Years later, after the funeral, my mother sat down and told me why Piper no longer had a mother. Even though I was fourteen; arguably old enough to realise that something had been wrong, I’d ignored all the signs that she was sick until the day I saw the ambulance arrive outside the house next door and heard Mr Oakley’s screams of anguish. She had refused to have the surgery. Even though it was more than likely that the outcome would be positive, and even though it was her highest chance of survival, she refused it. And there was nothing Mr Oakley or her eight year old daughter could do but watch their wife and mother kill herself over something that never was.

She still wanted to baby. She kept her ovaries because she wanted the baby. Instead she left one without a mother and fell into death’s arms herself.

Mum told me at the time that Piper would never be the same. I don’t think it made sense; we were still friends up until the funeral, though she had begun to drift away. I didn’t understand what it was like to lose something, and as I look back, I think that’s what estranged me from her. In her eyes I still had everything, while she’d lost the only thing that made her a child.

We didn’t talk for a year. I’d constantly look out my bedroom window, because our houses were lined up, but her curtains were always closed. At school she would walk the hallways alone, with her head down and her hair a mess and a forlorn look about her that killed me inside. And god, I remember missing her so much; missing climbing trees with her and diving into lakes holding her hand and racing through the park together. But the Piper I knew was dead. And the ghost of her wouldn’t even look me in the eyes.

About eleven months after the Penelope Oakley’s funeral, Mr Oakley shot himself. He didn’t leave a note. Piper and I were at school at the time, but when my mother heard the shot she ran across into his house and called the ambulance. Both Piper and I were called out of class and told to go home, because my mother was at the hospital being treated for shock and sitting at Mr Oakley’s bedside, begging for him to stay alive.

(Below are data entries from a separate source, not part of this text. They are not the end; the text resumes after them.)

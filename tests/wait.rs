use epoll::{Epoll, EpollBuilder, Error, Events};
use std::collections::HashSet;
use std::fs::File;
use std::io::{Read, Write};
use std::os::unix::io::{AsRawFd, FromRawFd};
use std::os::unix::net::UnixStream;
use std::sync::Arc;
use std::thread;
use std::time::{Duration, Instant};

const LONG: Option<Duration> = Some(Duration::from_secs(5));

fn pair() -> (Arc<UnixStream>, Arc<UnixStream>) {
    let (left, right) = UnixStream::pair().expect("socketpair");
    (Arc::new(left), Arc::new(right))
}

#[test]
fn test_wait_on_empty_set_fails_immediately() {
    let epoll = Epoll::<UnixStream>::new().unwrap();

    let started = Instant::now();
    let err = epoll.wait(None).unwrap_err();

    assert!(matches!(err, Error::InvalidState("empty interest set")));
    assert!(started.elapsed() < Duration::from_secs(1));
}

#[test]
fn test_wait_after_everything_deleted_fails() {
    let (left, _right) = pair();
    let mut epoll = Epoll::new().unwrap();

    epoll.add(&left, Events::READABLE).unwrap();
    epoll.delete(&left).unwrap();

    assert!(matches!(epoll.wait(Some(Duration::ZERO)), Err(Error::InvalidState(_))));
}

#[test]
fn test_readable_event_carries_token() {
    let (reader, writer) = pair();
    let mut epoll = Epoll::new().unwrap();
    epoll.add(&reader, Events::READABLE).unwrap();

    (&*writer).write_all(b"ok").unwrap();
    let events = epoll.wait(LONG).unwrap();

    assert_eq!(events.len(), 1);
    assert!(Arc::ptr_eq(events[0].token(), &reader));
    assert!(events[0].events().is_readable());
}

#[test]
fn test_zero_timeout_polls() {
    let (reader, _writer) = pair();
    let mut epoll = Epoll::new().unwrap();
    epoll.add(&reader, Events::READABLE).unwrap();

    let started = Instant::now();
    let events = epoll.wait(Some(Duration::ZERO)).unwrap();

    assert!(events.is_empty());
    assert!(started.elapsed() < Duration::from_secs(1));
}

#[test]
fn test_timeout_elapses_with_nothing_ready() {
    let (reader, _writer) = pair();
    let mut epoll = Epoll::new().unwrap();
    epoll.add(&reader, Events::READABLE).unwrap();

    let started = Instant::now();
    let events = epoll.wait(Some(Duration::from_millis(50))).unwrap();

    assert!(events.is_empty());
    assert!(started.elapsed() >= Duration::from_millis(40));
}

#[test]
fn test_edge_triggered_pipe() {
    let mut fds = [0i32; 2];
    let res = unsafe { libc::pipe(fds.as_mut_ptr()) };
    assert_eq!(res, 0, "pipe() failed");

    let reader = Arc::new(unsafe { File::from_raw_fd(fds[0]) });
    let writer = Arc::new(unsafe { File::from_raw_fd(fds[1]) });

    let mut epoll = Epoll::new().unwrap();
    epoll.add(&reader, Events::READABLE | Events::EDGE_TRIGGERED).unwrap();
    epoll.add(&writer, Events::WRITABLE | Events::EDGE_TRIGGERED).unwrap();

    let events = epoll.wait(LONG).unwrap();
    assert_eq!(events.len(), 1);
    assert!(Arc::ptr_eq(events[0].token(), &writer));
    assert_eq!(events[0].events(), Events::WRITABLE);

    (&*writer).write_all(b"ok").unwrap();

    let events = epoll.wait(LONG).unwrap();
    assert_eq!(events.len(), 1);
    assert!(Arc::ptr_eq(events[0].token(), &reader));
    assert_eq!(events[0].events(), Events::READABLE);
}

#[test]
fn test_every_ready_resource_reported_once() {
    const N: usize = 10;

    let pairs: Vec<_> = (0..N).map(|_| pair()).collect();
    let mut epoll = EpollBuilder::new().max_events(3).build().unwrap();

    for (reader, _) in &pairs {
        epoll.add(reader, Events::READABLE).unwrap();
    }

    for (_, writer) in &pairs {
        (&**writer).write_all(b"x").unwrap();
    }

    let mut seen = HashSet::new();
    let mut calls = 0;

    while seen.len() < N {
        let events = epoll.wait(LONG).unwrap();
        assert!(!events.is_empty());
        assert!(events.len() <= 3);
        calls += 1;

        for event in events {
            let mut byte = [0u8; 1];
            (&**event.token()).read_exact(&mut byte).unwrap();

            assert!(seen.insert(event.token().as_raw_fd()), "reported twice");
        }
    }

    assert_eq!(seen.len(), N);
    assert!(calls >= N.div_ceil(3));
    assert!(epoll.wait(Some(Duration::ZERO)).unwrap().is_empty());
}

#[test]
fn test_bounded_buffer_defers_one_shot_entries() {
    let pairs: Vec<_> = (0..5).map(|_| pair()).collect();
    let mut epoll = EpollBuilder::new().max_events(2).build().unwrap();

    for (left, _) in &pairs {
        epoll.add(left, Events::WRITABLE | Events::ONE_SHOT).unwrap();
    }

    let first = epoll.wait(LONG).unwrap();
    let second = epoll.wait(LONG).unwrap();
    let third = epoll.wait(LONG).unwrap();

    assert_eq!(first.len(), 2);
    assert_eq!(second.len(), 2);
    assert_eq!(third.len(), 1);

    let reported: HashSet<_> = first
        .iter()
        .chain(&second)
        .chain(&third)
        .map(|event| event.token().as_raw_fd())
        .collect();
    assert_eq!(reported.len(), 5);

    // All entries are disarmed but still registered.
    assert_eq!(epoll.len(), 5);
    assert!(epoll.wait(Some(Duration::ZERO)).unwrap().is_empty());

    epoll.modify(&pairs[0].0, Events::WRITABLE).unwrap();
    assert_eq!(epoll.wait(Some(Duration::ZERO)).unwrap().len(), 1);
}

#[test]
fn test_hangup_is_reported() {
    let (left, right) = pair();
    let mut epoll = Epoll::new().unwrap();
    epoll.add(&left, Events::READABLE | Events::PEER_CLOSED).unwrap();

    drop(right);
    let events = epoll.wait(LONG).unwrap();

    assert_eq!(events.len(), 1);
    assert!(events[0].events().is_peer_closed());
}

#[test]
fn test_deleted_resource_is_not_reported() {
    let (left, right) = pair();
    let mut epoll = Epoll::new().unwrap();

    epoll.add(&left, Events::WRITABLE).unwrap();
    epoll.add(&right, Events::WRITABLE).unwrap();
    epoll.delete(&left).unwrap();

    let events = epoll.wait(LONG).unwrap();

    assert_eq!(events.len(), 1);
    assert!(Arc::ptr_eq(events[0].token(), &right));
}

#[test]
fn test_wait_from_another_thread() {
    let (reader, writer) = pair();
    let mut epoll = Epoll::new().unwrap();
    epoll.add(&reader, Events::READABLE).unwrap();

    let events = thread::scope(|scope| {
        let waiter = scope.spawn(|| epoll.wait(LONG));

        thread::sleep(Duration::from_millis(20));
        (&*writer).write_all(b"x").unwrap();

        waiter.join().unwrap()
    })
    .unwrap();

    assert_eq!(events.len(), 1);
    assert!(Arc::ptr_eq(events[0].token(), &reader));
}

And he did. He survived. He didn’t want to, but he somehow managed to. And sitting in his hospital room and listening to the beeping of the life support machine was the first time I spoke to Piper in almost a year.

“Are you okay?”

Blue eyes blinked at me; dead, almost. She didn’t seem to remember how to cry. “I will be,” she had replied croakily.

But she never was. Because when her dad opened his eyes for the first time and saw her sitting at his bedside he had sobbed so loudly that my mother woke up from her seat beside him. And I remember the look on her face when she came home and told us that Brian Oakley hated her for saving his life. But more than that, I remember the way she described the look on Piper’s face when her dad made it clear that he didn’t want to be alive, and that being her father was not enough to change that.

But again… this was then. Before things changed; before Piper disappeared. Before I fell in love with a carcass of a person and attempted to bring her back to life. So I guess I could say that it started when Piper Penelope Oakley was twenty-one… almost ten years after her mother’s death, and nine years after we’d last spoken.

And it started, as clichés go, with a kiss.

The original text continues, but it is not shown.